To me it's not really a red flag. There's a difference between bitches going into heat at the same time and breedings having been lined up months or even a year in advance vs. a kennel with 3, 4, 5, 6...litters on the ground at once, all out in kennels basically being auctioned off on a web site. As long as the bitches and puppies are all getting the same level of care, I don't have a problem with their occasionally being two litters. I've known of breedings planned over a year in advance, an in Germany they limit how many breedings a stud can do within a given time frame so if they've reserved a spot for your bitch within a certain time frame you don't want to cancel if that's really the breeding you want. IMO it should be about doing the best pairings that achieve the goals of the program, and not just breeding whichever female is in heat at a convenient time. I like to get a puppy that was born and raised in a home environment and has had the early neurological stimulation. Whether there is one litter with 10 puppies and two litters with 5 puppies is not as important to me.


----------



## onyx'girl (May 18, 2007)

Right that is what I meant, two litters, even three at once if it was previously planned. BUT the kennels that have 15 upcoming or ongoing litters in a 3 month span...give me a break, that isn't about bettering the breed at all. How can they even know how the progeny developes when they have pups going every which way.


----------



## Zoeys mom (Jan 23, 2010)

I personally always check out the breeders home/facility, look and temperment of the parents, and shot records for pups and parents. I vaccinate at home except rabies, but I still have a record of that.
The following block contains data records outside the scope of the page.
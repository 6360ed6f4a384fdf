//! Login / registration dialog

use evently_common::auth::{AccountSummary, RegisterRequest};
use leptos::*;

use super::{Button, Dialog, Tab, Tabs};
use crate::api;
use crate::error::{ApiError, ErrorAlert, FieldError};

const MIN_PASSWORD_LEN: usize = 8;

/// Client-side checks before anything is sent to the API
fn validate_registration(name: &str, email: &str, password: &str, confirm: &str) -> Option<&'static str> {
    if name.trim().is_empty() {
        Some("Name is required")
    } else if !email.contains('@') || email.trim().len() < 3 {
        Some("Enter a valid email address")
    } else if password.len() < MIN_PASSWORD_LEN {
        Some("Password must be at least 8 characters")
    } else if password != confirm {
        Some("Passwords do not match")
    } else {
        None
    }
}

#[component]
fn LoginForm(on_authenticated: Callback<AccountSummary>) -> impl IntoView {
    let (email, set_email) = create_signal(String::new());
    let (password, set_password) = create_signal(String::new());
    let (loading, set_loading) = create_signal(false);
    let (error, set_error) = create_signal(None::<ApiError>);

    let submit = move |ev: ev::SubmitEvent| {
        ev.prevent_default();
        set_loading.set(true);
        set_error.set(None);

        spawn_local(async move {
            match api::login(&email.get_untracked(), &password.get_untracked()).await {
                Ok(response) => {
                    logging::log!("Logged in as {}", response.user.email);
                    on_authenticated.call(response.user);
                }
                Err(e) => set_error.set(Some(e)),
            }
            set_loading.set(false);
        });
    };

    view! {
        <form class="auth-form" on:submit=submit>
            {move || error.get().map(|e| view! { <ErrorAlert error=e/> })}
            <div class="form-group">
                <label>"Email"</label>
                <input
                    type="email"
                    required
                    on:input=move |ev| set_email.set(event_target_value(&ev))
                    prop:value=email
                />
            </div>
            <div class="form-group">
                <label>"Password"</label>
                <input
                    type="password"
                    required
                    on:input=move |ev| set_password.set(event_target_value(&ev))
                    prop:value=password
                />
            </div>
            <Button button_type="submit" loading=loading>"Log in"</Button>
        </form>
    }
}

#[component]
fn RegisterForm(on_registered: Callback<()>) -> impl IntoView {
    let (name, set_name) = create_signal(String::new());
    let (email, set_email) = create_signal(String::new());
    let (phone, set_phone) = create_signal(String::new());
    let (password, set_password) = create_signal(String::new());
    let (confirm, set_confirm) = create_signal(String::new());
    let (loading, set_loading) = create_signal(false);
    let (field_error, set_field_error) = create_signal(None::<&'static str>);
    let (error, set_error) = create_signal(None::<ApiError>);

    let submit = move |ev: ev::SubmitEvent| {
        ev.prevent_default();
        set_error.set(None);

        let invalid = validate_registration(
            &name.get_untracked(),
            &email.get_untracked(),
            &password.get_untracked(),
            &confirm.get_untracked(),
        );
        set_field_error.set(invalid);
        if invalid.is_some() {
            return;
        }

        let phone = phone.get_untracked();
        let request = RegisterRequest {
            name: name.get_untracked().trim().to_string(),
            email: email.get_untracked().trim().to_string(),
            password: password.get_untracked(),
            phone: (!phone.trim().is_empty()).then(|| phone.trim().to_string()),
        };

        set_loading.set(true);
        spawn_local(async move {
            match api::register(&request).await {
                Ok(account) => {
                    logging::log!("Registered account {}", account.id);
                    on_registered.call(());
                }
                Err(e) => set_error.set(Some(e)),
            }
            set_loading.set(false);
        });
    };

    view! {
        <form class="auth-form" on:submit=submit>
            {move || error.get().map(|e| view! { <ErrorAlert error=e/> })}
            {move || field_error.get().map(|msg| view! { <FieldError message=msg.to_string()/> })}
            <div class="form-group">
                <label>"Full name"</label>
                <input type="text" required on:input=move |ev| set_name.set(event_target_value(&ev)) prop:value=name/>
            </div>
            <div class="form-group">
                <label>"Email"</label>
                <input type="email" required on:input=move |ev| set_email.set(event_target_value(&ev)) prop:value=email/>
            </div>
            <div class="form-group">
                <label>"Phone (optional)"</label>
                <input type="tel" on:input=move |ev| set_phone.set(event_target_value(&ev)) prop:value=phone/>
            </div>
            <div class="form-group">
                <label>"Password"</label>
                <input type="password" required on:input=move |ev| set_password.set(event_target_value(&ev)) prop:value=password/>
            </div>
            <div class="form-group">
                <label>"Confirm password"</label>
                <input type="password" required on:input=move |ev| set_confirm.set(event_target_value(&ev)) prop:value=confirm/>
            </div>
            <Button button_type="submit" loading=loading>"Create account"</Button>
        </form>
    }
}

#[component]
pub fn AuthModal(
    #[prop(into)]
    open: Signal<bool>,
    on_close: Callback<()>,
    on_authenticated: Callback<AccountSummary>,
) -> impl IntoView {
    let (notice, set_notice) = create_signal(None::<&'static str>);

    view! {
        <Dialog open=open on_close=on_close title="Welcome".to_string() class="auth-modal">
            {move || notice.get().map(|msg| view! { <div class="alert alert-info">{msg}</div> })}
            <Tabs tabs=vec![
                Tab::new("login", "Log in", move || view! {
                    <LoginForm on_authenticated=on_authenticated/>
                }),
                Tab::new("register", "Register", move || view! {
                    <RegisterForm on_registered=Callback::new(move |_| {
                        set_notice.set(Some("Account created. You can log in now."))
                    })/>
                }),
            ]/>
        </Dialog>
    }
}
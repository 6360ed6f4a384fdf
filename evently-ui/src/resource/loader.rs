//! Secure resource loader
//!
//! Resolves a [`ResourceReference`] into something an `<img>` can render.
//! Protected files are fetched with the stored bearer token and exposed
//! through a freshly allocated object URL; every other reference is passed
//! through untouched. Failures are reported to the diagnostic channel and
//! surface as [`LoadState::Failed`], never as an error to the caller.

use async_trait::async_trait;
use std::rc::Rc;
use tracing::debug;

use super::reference::ResourceReference;
use super::state::{DisplaySource, LoadError, LoadState, LocalHandle};

/// Outgoing GET request for a protected file
#[derive(Debug, Clone, PartialEq, Eq)]
pub struct FetchRequest {
    pub url: String,
    pub headers: Vec<(String, String)>,
    /// Send same-origin cookies along with the request
    pub include_credentials: bool,
}

impl FetchRequest {
    pub fn get(url: impl Into<String>) -> Self {
        Self {
            url: url.into(),
            headers: Vec::new(),
            include_credentials: true,
        }
    }

    pub fn bearer(mut self, token: &str) -> Self {
        self.headers
            .push(("Authorization".to_string(), format!("Bearer {}", token)));
        self
    }

    /// Case-insensitive header lookup
    pub fn header(&self, name: &str) -> Option<&str> {
        self.headers
            .iter()
            .find(|(key, _)| key.eq_ignore_ascii_case(name))
            .map(|(_, value)| value.as_str())
    }
}

/// Response to a [`FetchRequest`]. `body` is only read for OK statuses.
#[derive(Debug, Clone, PartialEq, Eq)]
pub struct FetchResponse {
    pub status: u16,
    pub content_type: Option<String>,
    pub body: Vec<u8>,
}

impl FetchResponse {
    pub fn ok(&self) -> bool {
        (200..300).contains(&self.status)
    }
}

/// Source of the bearer token
pub trait CredentialProvider {
    fn bearer_token(&self) -> Option<String>;
}

/// Fixed token, or none at all
#[derive(Debug, Clone, Default)]
pub struct StaticCredentials(pub Option<String>);

impl CredentialProvider for StaticCredentials {
    fn bearer_token(&self) -> Option<String> {
        self.0.clone()
    }
}

#[async_trait(?Send)]
pub trait ResourceFetcher {
    /// Perform the request. Non-OK statuses are returned, not mapped to errors.
    async fn fetch(&self, request: FetchRequest) -> Result<FetchResponse, LoadError>;
}

/// Runtime facility that turns bytes into revocable object URLs
pub trait ObjectUrlRegistry {
    fn create(&self, bytes: &[u8], content_type: Option<&str>) -> Result<LocalHandle, LoadError>;
    fn revoke(&self, handle: &LocalHandle);
}

/// Diagnostic channel for failed loads
pub trait Diagnostics {
    fn report(&self, url: &str, error: &LoadError);
}

/// Reports failures through `tracing`
#[derive(Debug, Clone, Copy, Default)]
pub struct TracingDiagnostics;

impl Diagnostics for TracingDiagnostics {
    fn report(&self, url: &str, error: &LoadError) {
        match error.status() {
            Some(status) => tracing::warn!(url, status, "protected resource request rejected"),
            None => tracing::warn!(url, error = %error, "protected resource request failed"),
        }
    }
}

pub struct SecureResourceLoader {
    credentials: Rc<dyn CredentialProvider>,
    fetcher: Rc<dyn ResourceFetcher>,
    urls: Rc<dyn ObjectUrlRegistry>,
    diagnostics: Rc<dyn Diagnostics>,
}

impl SecureResourceLoader {
    pub fn new(
        credentials: Rc<dyn CredentialProvider>,
        fetcher: Rc<dyn ResourceFetcher>,
        urls: Rc<dyn ObjectUrlRegistry>,
        diagnostics: Rc<dyn Diagnostics>,
    ) -> Self {
        Self {
            credentials,
            fetcher,
            urls,
            diagnostics,
        }
    }

    /// Registry that allocated this loader's handles; slots release through it
    pub fn object_urls(&self) -> Rc<dyn ObjectUrlRegistry> {
        Rc::clone(&self.urls)
    }

    pub async fn load(&self, reference: Option<&ResourceReference>) -> LoadState {
        let Some(reference) = reference else {
            return LoadState::Idle;
        };

        match reference {
            ResourceReference::Protected(url) => match self.fetch_protected(url).await {
                Ok(handle) => {
                    debug!(url = %url, handle = handle.seq(), "protected resource loaded");
                    LoadState::Loaded(DisplaySource::Handle(handle))
                }
                Err(error) => {
                    self.diagnostics.report(url, &error);
                    LoadState::Failed(error)
                }
            },
            other => LoadState::Loaded(DisplaySource::Passthrough(other.as_str().to_string())),
        }
    }

    async fn fetch_protected(&self, url: &str) -> Result<LocalHandle, LoadError> {
        let mut request = FetchRequest::get(url);
        match self.credentials.bearer_token() {
            Some(token) if !token.trim().is_empty() => request = request.bearer(&token),
            _ => debug!(url, "no auth token stored, fetching without Authorization"),
        }

        let response = self.fetcher.fetch(request).await?;
        if !response.ok() {
            return Err(LoadError::Http {
                status: response.status,
            });
        }

        self.urls
            .create(&response.body, response.content_type.as_deref())
    }
}

#[cfg(test)]
mod tests {
    use super::*;

    #[test]
    fn test_fetch_request_headers() {
        let request = FetchRequest::get("http://localhost:5000/api/secure-file/a.png").bearer("t0k");
        assert!(request.include_credentials);
        assert_eq!(request.header("AUTHORIZATION"), Some("Bearer t0k"));
        assert_eq!(request.header("Cookie"), None);
        assert_eq!(FetchRequest::get("x").header("Authorization"), None);
    }

    #[test]
    fn test_fetch_response_ok_range() {
        let response = |status| FetchResponse {
            status,
            content_type: None,
            body: Vec::new(),
        };
        assert!(response(200).ok());
        assert!(response(204).ok());
        assert!(!response(304).ok());
        assert!(!response(403).ok());
    }

    #[test]
    fn test_tracing_diagnostics_accepts_all_errors() {
        let diagnostics = TracingDiagnostics;
        diagnostics.report("a.png", &LoadError::Http { status: 403 });
        diagnostics.report("a.png", &LoadError::Timeout { millis: 10 });
        assert_eq!(StaticCredentials(Some("x".to_string())).bearer_token().as_deref(), Some("x"));
        assert_eq!(StaticCredentials::default().bearer_token(), None);
    }
}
If a breeder would not agree to that it would be a no no for me.


----------



## Liesje (Mar 4, 2007)

> Originally Posted By: onyx'girlRight that is what I meant, two litters, even three at once if it was previously planned. BUT the kennels that have 15 upcoming or ongoing litters in a 3 month span...give me a break, that isn't about bettering the breed at all. How can they even know how the progeny developes when they have pups going every which way.


Or a barn full of bitches all being bred to the *same* male. Sure...


----------



## selzer (May 7, 2005)

Why I never have spring litters: I do not want to have more than one litter at a time, so when the herd effect happens, I breed the one that I most want to have puppies, and she misses. And I do not have a spring litter. 

I think that if you have more than one litter at a time, you need to have a set up that is condusive to more than one litter, and a person or people with the time to properly care and socialize the pups. 

It is definitely something that would raise more questions, but not necessarily make me go eslewhere.


----------



## Tbarrios333 (May 31, 2009)

> Originally Posted By: crhuerta
> We've bought many dogs thru the years that were "picture & pedigree" only....some were super...a couple not.
> 
> Respectfully,
> Robin


I do believe that statement discredits the breeders that do have some red flags, even if they are decent.








I don't see why new buyers shouldn't be looking for these red flags. 
If you're going to drop $1500 on a puppy, I would expect the puppy to be "super" or, at least come from a breeder that cares enough to match you with a "super" puppy depending on your lifestyle.


----------



## mjbgsd (Jun 29, 2004)

> Quote:I don't see why new buyers shouldn't be looking for these red flags.
> If you're going to drop $1500 on a puppy, I would expect the puppy to be "super" or, at least come from a breeder that cares enough to match you with a "super" puppy depending on your lifestyle.


Exactly.


----------



## robinhuerta (Apr 21, 2007)

How does my statement discredit anything?
Many dogs/puppies are sold & purchased without actual "sight & hands on" meeting......
When/If.. I purchase a puppy from another country or from as far...( as say)...California, I have had the option of not purchasing/importing or believing after speaking to the breeder that the puppy/dog IS what I am expecting!?
Most times the dog/puppy is....but there have been times it has not. It is the chance that I have chosen to take. No matter what the $cost was.
My post is simple........do not "ommit" taking the chance of purchasing a puppy from a decent breeder, just because they may not have "fullfilled" every aspect of some forum's "breeder list" of "must haves & do's".....
Sometimes...you have to take a chance...
JMO


----------



## robinhuerta (Apr 21, 2007)

I just took that exact chance...2 mos ago.....
I am extremely pleased with my new puppy!....she is a great addition to our own future breeding program.
I bought her... "actual" sight un-seen, pictures and pedigree only.


----------



## cliffson1 (Sep 2, 2006)

LOL big time...I am going to deliver a puppy 2 hours away today to a man that I have never met. He is going to get a very nice puppy, I am sure of that. Fortunately, he didn't see get caught by the red flag!!!
Never judge a book by its color unless it's "read."


----------



## JakodaCD OA (May 14, 2000)

I have bought a few dogs from only pictures/pedigree/haven't met the breeder in person and have to say I haven't had a problem yet. I've always gotten exactly what I wanted. 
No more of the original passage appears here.